Carbon allocation, the process by which plants invest carbon into stored reserves and structures such as new leaves, stem tissue and roots, has implications for topics as varied as drought tolerance, carbon sequestration and crop yield. An upcoming special issue of Tree Physiology addresses the issue of carbon allocation in a series of articles ranging from very general reviews of modeling approaches to the very specific, such as a study of the transport of 13C through young loblolly pine trees over a 3-week period. While the specific studies each warrant discussion, three articles should be of interest to anyone involved in plant biology.
Carbon allocation represents a poorly understood process with a proliferation of modeling approaches. The article by Franklin et al. contends that this is because carbon allocation represents not a single process, but several interacting ones. This review focuses on guiding principles in carbon allocation models, placing them in the broader classes of empirical, allometric, functional balance, eco-evolutionary, and thermodynamic models. Guiding much of the article is a discussion of when more complicated models are required to answer questions of interest. For example, empirical allometry does not address the plastic responses to environmental changes that are critical to assessing the effects of climate change.
Likewise, within the category of eco-evolutionary models, some explicitly address competition, such as approaches of game-theoretic maximization (King 1993) and adaptive dynamics (Dybzinski et al. 2011), while others only focus on the optimal response of individuals according to a fitness proxy (Franklin et al. 2009). The authors discuss how an individual optimal response may incorporate one dimension of competition implicitly by choice of a fitness proxy, e.g. height as a proxy for light competition. Since competition has more than one dimension in many systems, as when plants compete for both light and nutrients, the case is made that this is often an insufficient representation of competition. In addition to providing an excellent guide for modelers interested in specific types of questions surrounding allocation, this article provides guidance for empiricists who wish to generate appropriate data to impact the development of these models.

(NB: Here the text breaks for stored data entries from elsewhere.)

//! Configuration module
//!
//! Handles loading and managing runner configuration.

use serde::{Deserialize, Serialize};
use std::path::{Path, PathBuf};
use std::time::Duration;

use crate::error::{DisttestError, Result};
use crate::utils::LogLevel;

/// Execution mode
#[derive(Clone, Copy, Debug, Default, PartialEq, Eq, Serialize, Deserialize)]
#[serde(rename_all = "lowercase")]
pub enum RunMode {
    #[default]
    Local,
    Distributed,
}

impl RunMode {
    #[allow(clippy::should_implement_trait)]
    pub fn from_str(s: &str) -> Option<Self> {
        match s.to_lowercase().as_str() {
            "local" => Some(RunMode::Local),
            "distributed" | "dist" => Some(RunMode::Distributed),
            _ => None,
        }
    }
}

/// Runner configuration
#[derive(Clone, Debug, PartialEq, Serialize, Deserialize)]
#[serde(default)]
pub struct RunnerConfig {
    /// Name of the registered suite
    pub suite_name: String,

    /// Execution mode
    pub mode: RunMode,

    /// Worker count for distributed runs
    pub nodes: usize,

    /// Bound on a whole distributed run, in seconds
    pub timeout_secs: u64,

    /// Verbose console output
    pub verbose: bool,

    /// Draw a progress bar on the console
    pub show_progress: bool,

    /// Write a JSON run log when set
    pub json_log: Option<JsonLogConfig>,

    /// Log level for the tracing subscriber
    pub log_level: String,
}

impl Default for RunnerConfig {
    fn default() -> Self {
        Self {
            suite_name: "default-suite".to_string(),
            mode: RunMode::Local,
            nodes: 3,
            timeout_secs: 600,
            verbose: false,
            show_progress: true,
            json_log: None,
            log_level: "info".to_string(),
        }
    }
}

/// JSON log plugin settings
#[derive(Clone, Debug, PartialEq, Serialize, Deserialize)]
#[serde(default)]
pub struct JsonLogConfig {
    pub log_dir: PathBuf,
    pub log_name: Option<String>,
}

impl Default for JsonLogConfig {
    fn default() -> Self {
        Self {
            log_dir: PathBuf::from("logs"),
            log_name: None,
        }
    }
}

fn is_yaml(path: &Path) -> bool {
    path.extension()
        .map(|e| e == "yaml" || e == "yml")
        .unwrap_or(false)
}

impl RunnerConfig {
    /// Load configuration from a YAML or JSON file
    pub fn load(path: impl AsRef<Path>) -> Result<Self> {
        let path = path.as_ref();
        let content = std::fs::read_to_string(path)?;

        let config: Self = if is_yaml(path) {
            serde_yaml::from_str(&content)?
        } else {
            serde_json::from_str(&content)?
        };

        config.validate()?;
        Ok(config)
    }

    /// Save configuration to a YAML or JSON file
    pub fn save(&self, path: impl AsRef<Path>) -> Result<()> {
        let path = path.as_ref();
        let content = if is_yaml(path) {
            serde_yaml::to_string(self)?
        } else {
            serde_json::to_string_pretty(self)?
        };

        std::fs::write(path, content)?;
        Ok(())
    }

    pub fn validate(&self) -> Result<()> {
        if self.nodes == 0 {
            return Err(DisttestError::Config("nodes must be at least 1".into()));
        }
        if self.timeout_secs == 0 {
            return Err(DisttestError::Config(
                "timeout_secs must be at least 1".into(),
            ));
        }
        self.log_level.parse::<LogLevel>()?;
        Ok(())
    }

    pub fn timeout(&self) -> Duration {
        Duration::from_secs(self.timeout_secs)
    }
}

Commenting on this review, Mäkelä (2012) classifies carbon allocation models as mechanistic (bottom-up), decision rule (top-down) and those that address system dynamics as a whole. Mäkelä makes an excellent point in noting that any top-down model must be regarded as eco-evolutionary, as trees can hardly be said to make decisions in any other manner. Reshuffling categories of models is not a mere exercise in pigeonholing, however; it highlights another set of challenges facing these models.

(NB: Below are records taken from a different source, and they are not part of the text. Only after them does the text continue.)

//! Test failure values
//!
//! A [`Failure`] is what a hook or test method hands back when it does not
//! succeed. It is deliberately not a `std::error::Error`, so that any error
//! type can be lifted into it with `?`.

use serde::{Deserialize, Serialize};
use std::any::Any;
use std::backtrace::{Backtrace, BacktraceStatus};
use std::fmt;

/// Outcome of a single hook or method call
pub type Check = std::result::Result<(), Failure>;

/// Why a hook or test method did not succeed
#[derive(Clone, Debug, PartialEq, Eq, Serialize, Deserialize)]
#[serde(tag = "type", rename_all = "snake_case")]
pub enum Failure {
    /// A declared expectation did not hold
    Expectation { message: String },

    /// Any other error raised during setup, the method body or teardown
    Unexpected {
        kind: String,
        message: String,
        trace: Option<String>,
    },
}

impl Failure {
    pub fn expectation(message: impl Into<String>) -> Self {
        Failure::Expectation {
            message: message.into(),
        }
    }

    pub fn unexpected(kind: impl Into<String>, message: impl Into<String>) -> Self {
        Failure::Unexpected {
            kind: kind.into(),
            message: message.into(),
            trace: None,
        }
    }

    pub fn with_trace(self, trace: impl Into<String>) -> Self {
        match self {
            Failure::Unexpected { kind, message, .. } => Failure::Unexpected {
                kind,
                message,
                trace: Some(trace.into()),
            },
            other => other,
        }
    }

    pub fn is_expectation(&self) -> bool {
        matches!(self, Failure::Expectation { .. })
    }

    pub fn kind(&self) -> &str {
        match self {
            Failure::Expectation { .. } => "AssertionError",
            Failure::Unexpected { kind, .. } => kind,
        }
    }

    pub fn message(&self) -> &str {
        match self {
            Failure::Expectation { message } | Failure::Unexpected { message, .. } => message,
        }
    }

    pub fn trace(&self) -> Option<&str> {
        match self {
            Failure::Expectation { .. } => None,
            Failure::Unexpected { trace, .. } => trace.as_deref(),
        }
    }

    /// Full error detail: `kind: message`, followed by the trace when present
    pub fn detail(&self) -> String {
        match self.trace() {
            Some(trace) if !trace.is_empty() => {
                format!("{}: {}\n{}", self.kind(), self.message(), trace)
            }
            _ => format!("{}: {}", self.kind(), self.message()),
        }
    }

    /// Attach a secondary failure (e.g. from teardown) without losing the first
    pub(crate) fn with_note(self, note: impl fmt::Display) -> Self {
        match self {
            Failure::Expectation { message } => Failure::Expectation {
                message: format!("{message}\n{note}"),
            },
            Failure::Unexpected {
                kind,
                message,
                trace,
            } => Failure::Unexpected {
                kind,
                message: format!("{message}\n{note}"),
                trace,
            },
        }
    }

    /// Convert a caught panic payload.
    ///
    /// Panics raised by the `assert!` family of macros count as expectation
    /// failures, everything else is unexpected.
    pub(crate) fn from_panic(payload: Box<dyn Any + Send>) -> Self {
        let message = if let Some(s) = payload.downcast_ref::<&'static str>() {
            (*s).to_string()
        } else if let Some(s) = payload.downcast_ref::<String>() {
            s.clone()
        } else {
            "panic with a non-string payload".to_string()
        };

        if message.starts_with("assertion") {
            Failure::expectation(message)
        } else {
            Failure::unexpected("panic", message)
        }
    }
}

impl fmt::Display for Failure {
    fn fmt(&self, f: &mut fmt::Formatter<'_>) -> fmt::Result {
        write!(f, "{}: {}", self.kind(), self.message())
    }
}

impl<E> From<E> for Failure
where
    E: std::error::Error + Send + Sync + 'static,
{
    fn from(err: E) -> Self {
        let kind = std::any::type_name::<E>()
            .rsplit("::")
            .next()
            .unwrap_or("Error")
            .to_string();

        let mut trace = String::new();
        let mut source = err.source();
        while let Some(cause) = source {
            trace.push_str(&format!("caused by: {cause}\n"));
            source = cause.source();
        }

        let backtrace = Backtrace::capture();
        if backtrace.status() == BacktraceStatus::Captured {
            trace.push_str(&backtrace.to_string());
        }

        let failure = Failure::unexpected(kind, err.to_string());
        if trace.is_empty() {
            failure
        } else {
            failure.with_trace(trace.trim_end())
        }
    }
}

While the prospect of understanding long-term carbon allocation from mechanistic principles no doubt represents an attractive goal in this area of research, the complexity of these models due to the number of interacting processes makes them difficult to parameterize and best suited for short-term questions. On the other hand, whole system approaches such as adaptive dynamics may also suffer from excessive complexity arising from tracking the dynamics of a structured population with plastic responses. Decision rule based models represent a range of simplifying assumptions, but involve decisions on which traits to accept as adaptive and which are taken as constraints. In the end, both Mäkelä and Franklin et al. agree that the choice of model is dependent on the questions being asked and all models must be carefully tested against observations.
Guiding principles and modeling approaches aside, the review by Sala, Woodruff and Meinzer highlights recent research into the timing of carbon supply and demand in tree species. Of particular interest are studies that indicate stored carbohydrates are not simply ‘passive overflow reservoirs,’ but may be actively competing with growth for carbohydrates. These authors discuss why large trees may be dependent on the large safety margins provided by carbohydrate reserves to maintain hydraulic transport during droughts and how droughts may also impact the long distance transport of stored reserves. This means that the location and availability of reserves become an issue under water stress. Indeed, stored carbon may become sequestered in xylem by embolism events and become inaccessible altogether. This review highlights how commonly held assumptions, such as the passive nature of carbohydrate storage, are being revisited and why carbon allocation processes remain an area of active inquiry in tree physiology research.